►

use std::fmt;
use std::str::FromStr;

use thiserror::Error;
use tracing::debug;

use crate::error::{Result, RouteError};
use crate::graph::{Graph, VertexId};
use crate::traversal::{self, Outcome};
use crate::walks;

/// The five supported route problems, tagged `P1`..`P5` in text input.
#[derive(Debug, Clone, Copy, PartialEq, Eq, Hash)]
pub enum ProblemKind {
    /// P1: distance along an explicit route.
    RouteDistance,
    /// P2: walks with at most N stops.
    BoundedStops,
    /// P3: walks with exactly N stops.
    ExactStops,
    /// P4: shortest distance with at least one stop.
    ShortestWithStop,
    /// P5: walks shorter than a distance cap.
    BoundedDistance,
}

impl ProblemKind {
    pub const ALL: [ProblemKind; 5] = [
        ProblemKind::RouteDistance,
        ProblemKind::BoundedStops,
        ProblemKind::ExactStops,
        ProblemKind::ShortestWithStop,
        ProblemKind::BoundedDistance,
    ];

    pub fn tag(&self) -> &'static str {
        match self {
            ProblemKind::RouteDistance => "P1",
            ProblemKind::BoundedStops => "P2",
            ProblemKind::ExactStops => "P3",
            ProblemKind::ShortestWithStop => "P4",
            ProblemKind::BoundedDistance => "P5",
        }
    }
}

impl fmt::Display for ProblemKind {
    fn fmt(&self, f: &mut fmt::Formatter<'_>) -> fmt::Result {
        f.pad(self.tag())
    }
}

/// Unrecognized problem tag.
#[derive(Debug, Clone, PartialEq, Eq, Error)]
#[error("unknown problem '{0}', expected one of P1..P5")]
pub struct UnknownProblem(pub String);

impl FromStr for ProblemKind {
    type Err = UnknownProblem;

    fn from_str(s: &str) -> std::result::Result<Self, Self::Err> {
        ProblemKind::ALL
            .into_iter()
            .find(|kind| kind.tag().eq_ignore_ascii_case(s))
            .ok_or_else(|| UnknownProblem(s.to_string()))
    }
}

/// A fully resolved route query.
///
/// Vertices are dense ids already mapped by the caller. Counts and bounds are
/// signed as they arrive from text input; negative values are rejected by
/// [`Query::execute`].
#[derive(Debug, Clone, PartialEq, Eq)]
pub enum Query {
    RouteDistance {
        route: Vec<VertexId>,
    },
    BoundedStops {
        start: VertexId,
        finish: VertexId,
        max_stops: i64,
    },
    ExactStops {
        start: VertexId,
        finish: VertexId,
        stops: i64,
    },
    ShortestWithStop {
        start: VertexId,
        finish: VertexId,
    },
    BoundedDistance {
        start: VertexId,
        finish: VertexId,
        max_distance: i64,
    },
}

impl Query {
    pub fn kind(&self) -> ProblemKind {
        match self {
            Query::RouteDistance { .. } => ProblemKind::RouteDistance,
            Query::BoundedStops { .. } => ProblemKind::BoundedStops,
            Query::ExactStops { .. } => ProblemKind::ExactStops,
            Query::ShortestWithStop { .. } => ProblemKind::ShortestWithStop,
            Query::BoundedDistance { .. } => ProblemKind::BoundedDistance,
        }
    }

    /// Run the query against `graph`.
    ///
    /// Counting problems (P2, P3) always answer `Found`, zero included.
    pub fn execute(&self, graph: &Graph) -> Result<Outcome<u64>> {
        debug!(problem = %self.kind(), query = ?self, "executing query");

        match self {
            Query::RouteDistance { route } => traversal::route_distance(graph, route),
            Query::BoundedStops {
                start,
                finish,
                max_stops,
            } => {
                let max_stops = check_stop_count(*max_stops, "max_stops")?;
                walks::bounded_stops_route_count(graph, *start, *finish, max_stops)
                    .map(Outcome::Found)
            }
            Query::ExactStops {
                start,
                finish,
                stops,
            } => {
                let stops = check_stop_count(*stops, "stops")?;
                walks::exact_stops_route_count(graph, *start, *finish, stops).map(Outcome::Found)
            }
            Query::ShortestWithStop { start, finish } => {
                traversal::shortest_path_with_stop(graph, *start, *finish)
            }
            Query::BoundedDistance {
                start,
                finish,
                max_distance,
            } => {
                let max_distance = check_non_negative(*max_distance, "max_distance")?;
                traversal::bounded_distance_route_count(graph, *start, *finish, max_distance)
            }
        }
    }
}

/// Validate that a count/bound parameter is non-negative.
fn check_non_negative(value: i64, name: &'static str) -> Result<u64> {
    u64::try_from(value).map_err(|_| RouteError::NegativeParameter { name, value })
}

fn check_stop_count(value: i64, name: &'static str) -> Result<u32> {
    let value_u64 = check_non_negative(value, name)?;
    u32::try_from(value_u64).map_err(|_| RouteError::ParameterTooLarge { name, value })
}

◄

WHAT TO DO =>
Set down every line of the listing above again, exactly as given.

COMPLETED EXERCISE =>
use std::fmt;
use std::str::FromStr;

use thiserror::Error;
use tracing::debug;

use crate::error::{Result, RouteError};
use crate::graph::{Graph, VertexId};
use crate::traversal::{self, Outcome};
use crate::walks;

/// The five supported route problems, tagged `P1`..`P5` in text input.
#[derive(Debug, Clone, Copy, PartialEq, Eq, Hash)]
pub enum ProblemKind {
    /// P1: distance along an explicit route.
    RouteDistance,
    /// P2: walks with at most N stops.
    BoundedStops,
    /// P3: walks with exactly N stops.
    ExactStops,
    /// P4: shortest distance with at least one stop.
    ShortestWithStop,
    /// P5: walks shorter than a distance cap.
    BoundedDistance,
}

impl ProblemKind {
    pub const ALL: [ProblemKind; 5] = [
        ProblemKind::RouteDistance,
        ProblemKind::BoundedStops,
        ProblemKind::ExactStops,
        ProblemKind::ShortestWithStop,
        ProblemKind::BoundedDistance,
    ];

    pub fn tag(&self) -> &'static str {
        match self {
            ProblemKind::RouteDistance => "P1",
            ProblemKind::BoundedStops => "P2",
            ProblemKind::ExactStops => "P3",
            ProblemKind::ShortestWithStop => "P4",
            ProblemKind::BoundedDistance => "P5",
        }
    }
}

impl fmt::Display for ProblemKind {
    fn fmt(&self, f: &mut fmt::Formatter<'_>) -> fmt::Result {
        f.pad(self.tag())
    }
}

/// Unrecognized problem tag.
#[derive(Debug, Clone, PartialEq, Eq, Error)]
#[error("unknown problem '{0}', expected one of P1..P5")]
pub struct UnknownProblem(pub String);

impl FromStr for ProblemKind {
    type Err = UnknownProblem;

    fn from_str(s: &str) -> std::result::Result<Self, Self::Err> {
        ProblemKind::ALL
            .into_iter()
            .find(|kind| kind.tag().eq_ignore_ascii_case(s))
            .ok_or_else(|| UnknownProblem(s.to_string()))
    }
}

/// A fully resolved route query.
///
/// Vertices are dense ids already mapped by the caller. Counts and bounds are
/// signed as they arrive from text input; negative values are rejected by
/// [`Query::execute`].
#[derive(Debug, Clone, PartialEq, Eq)]
pub enum Query {
    RouteDistance {
        route: Vec<VertexId>,
    },
    BoundedStops {
        start: VertexId,
        finish: VertexId,
        max_stops: i64,
    },
    ExactStops {
        start: VertexId,
        finish: VertexId,
        stops: i64,
    },
    ShortestWithStop {
        start: VertexId,
        finish: VertexId,
    },
    BoundedDistance {
        start: VertexId,
        finish: VertexId,
        max_distance: i64,
    },
}

impl Query {
    pub fn kind(&self) -> ProblemKind {
        match self {
            Query::RouteDistance { .. } => ProblemKind::RouteDistance,
            Query::BoundedStops { .. } => ProblemKind::BoundedStops,
            Query::ExactStops { .. } => ProblemKind::ExactStops,
            Query::ShortestWithStop { .. } => ProblemKind::ShortestWithStop,
            Query::BoundedDistance { .. } => ProblemKind::BoundedDistance,
        }
    }

    /// Run the query against `graph`.
    ///
    /// Counting problems (P2, P3) always answer `Found`, zero included.
    pub fn execute(&self, graph: &Graph) -> Result<Outcome<u64>> {
        debug!(problem = %self.kind(), query = ?self, "executing query");

        match self {
            Query::RouteDistance { route } => traversal::route_distance(graph, route),
            Query::BoundedStops {
                start,
                finish,
                max_stops,
            } => {
                let max_stops = check_stop_count(*max_stops, "max_stops")?;
                walks::bounded_stops_route_count(graph, *start, *finish, max_stops)
                    .map(Outcome::Found)
            }
            Query::ExactStops {
                start,
                finish,
                stops,
            } => {
                let stops = check_stop_count(*stops, "stops")?;
                walks::exact_stops_route_count(graph, *start, *finish, stops).map(Outcome::Found)
            }
            Query::ShortestWithStop { start, finish } => {
                traversal::shortest_path_with_stop(graph, *start, *finish)
            }
            Query::BoundedDistance {
                start,
                finish,
                max_distance,
            } => {
                let max_distance = check_non_negative(*max_distance, "max_distance")?;
                traversal::bounded_distance_route_count(graph, *start, *finish, max_distance)
            }
        }
    }
}

/// Validate that a count/bound parameter is non-negative.
fn check_non_negative(value: i64, name: &'static str) -> Result<u64> {
    u64::try_from(value).map_err(|_| RouteError::NegativeParameter { name, value })
}

fn check_stop_count(value: i64, name: &'static str) -> Result<u32> {
    let value_u64 = check_non_negative(value, name)?;
    u32::try_from(value_u64).map_err(|_| RouteError::ParameterTooLarge { name, value })
}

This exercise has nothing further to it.